With that said, the Gaggia Brera probably won’t impress when it comes to customization or intuitive user interfaces. If those features are your top priorities, a coffee machine like the Magenta Prestige may be a closer match.
I’ve really enjoyed this Gaggia Brera review. Now it’s over to you. Do you think the Gaggia Brera’s great value makes it worth buying? I look forward to your comments!
Gaggia Brera Review FAQ
To set up the Gaggia Brera, you’ll need to plug it in, flip on the switch at the back of the machine and then press the power button on the front.
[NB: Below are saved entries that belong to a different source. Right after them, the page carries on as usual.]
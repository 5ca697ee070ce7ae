use crate::model::{Field, FieldId, FieldKind, FieldOwner, PropertyKey};

/// Outcome of a keyed property update. Unknown ids are a silent no-op:
/// overlay elements can reference stale ids transiently during re-renders,
/// so `NotFound` is not surfaced to the user.
#[derive(Debug, Clone, PartialEq, Eq)]
pub enum UpdateOutcome {
    Applied,
    NotFound,
    InvalidValue,
}

/// Owns the ordered set of fields for one editing session plus the single
/// selection. Created when a session starts, discarded on teardown; nothing
/// survives except through the external document collaborators.
#[derive(Debug, Clone, PartialEq)]
pub struct FieldStore {
    fields: Vec<Field>,
    selected: Option<FieldId>,
    user_context: FieldOwner,
}

impl FieldStore {
    pub fn new(user_context: FieldOwner) -> Self {
        Self {
            fields: Vec::new(),
            selected: None,
            user_context,
        }
    }

    pub fn user_context(&self) -> FieldOwner {
        self.user_context
    }

    /// Create a field with default geometry on `page`, assigned to the
    /// current user context. The new field becomes the selection.
    pub fn add(&mut self, kind: FieldKind, page: u32) -> &Field {
        let mut id = FieldId::generate();
        while self.get(&id).is_some() {
            id = FieldId::generate();
        }
        let field = Field::new(id.clone(), kind, self.user_context, page);
        self.fields.push(field);
        self.selected = Some(id);
        let index = self.fields.len() - 1;
        &self.fields[index]
    }

    pub fn update(&mut self, id: &FieldId, key: PropertyKey, value: &str) -> UpdateOutcome {
        let Some(field) = self.fields.iter_mut().find(|f| f.id() == id) else {
            tracing::debug!(field_id = %id, property = key.as_str(), "update for unknown field ignored");
            return UpdateOutcome::NotFound;
        };
        match field.apply(key, value) {
            Ok(()) => UpdateOutcome::Applied,
            Err(err) => {
                tracing::warn!(field_id = %id, %err, "rejected field update");
                UpdateOutcome::InvalidValue
            }
        }
    }

    /// Move a field, clamped to the document origin.
    pub fn move_field(&mut self, id: &FieldId, x: f32, y: f32) -> bool {
        let Some(field) = self.fields.iter_mut().find(|f| f.id() == id) else {
            return false;
        };
        field.position.x = x;
        field.position.y = y;
        field.position.clamp_origin();
        field.touch();
        true
    }

    /// Resize a field, clamped to the minimum hit-target size.
    pub fn resize_field(&mut self, id: &FieldId, width: f32, height: f32) -> bool {
        let Some(field) = self.fields.iter_mut().find(|f| f.id() == id) else {
            return false;
        };
        field.position.width = width;
        field.position.height = height;
        field.position.clamp_size();
        field.touch();
        true
    }

    /// Delete a field. Removing the selected field clears the selection.
    pub fn remove(&mut self, id: &FieldId) -> bool {
        let before = self.fields.len();
        self.fields.retain(|f| f.id() != id);
        let removed = self.fields.len() != before;
        if removed && self.selected.as_ref() == Some(id) {
            self.selected = None;
        }
        removed
    }

    /// Bulk-load fields from an external source, clearing prior state.
    pub fn replace_all(&mut self, fields: Vec<Field>) {
        self.fields = fields;
        self.selected = None;
    }

    /// Insertion order preserved for stable list rendering.
    pub fn all(&self) -> &[Field] {
        &self.fields
    }

    pub fn get(&self, id: &FieldId) -> Option<&Field> {
        self.fields.iter().find(|f| f.id() == id)
    }

    pub fn len(&self) -> usize {
        self.fields.len()
    }

    pub fn is_empty(&self) -> bool {
        self.fields.is_empty()
    }

    /// Select a field by id; selecting an unknown id leaves the selection
    /// untouched and reports false.
    pub fn select(&mut self, id: &FieldId) -> bool {
        if self.get(id).is_some() {
            self.selected = Some(id.clone());
            true
        } else {
            false
        }
    }

    pub fn clear_selection(&mut self) {
        self.selected = None;
    }

    pub fn selected_id(&self) -> Option<&FieldId> {
        self.selected.as_ref()
    }

    pub fn selected_field(&self) -> Option<&Field> {
        self.selected.as_ref().and_then(|id| self.get(id))
    }
}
You can clean the outside of the Gaggia Brera with a damp cloth or a little bit of soapy water. Do not completely submerge the Brera in water or put it in the dishwasher.
The Gaggia Brera includes an indicator light to let you know when it’s time to descale.
The Gaggia Brera uses one stainless steel boiler.
To make a latte on the Gaggia Brera, first brew a shot of espresso. Then, you can use your steam wand to steam and froth your milk. The final step is adding the steamed milk to your espresso.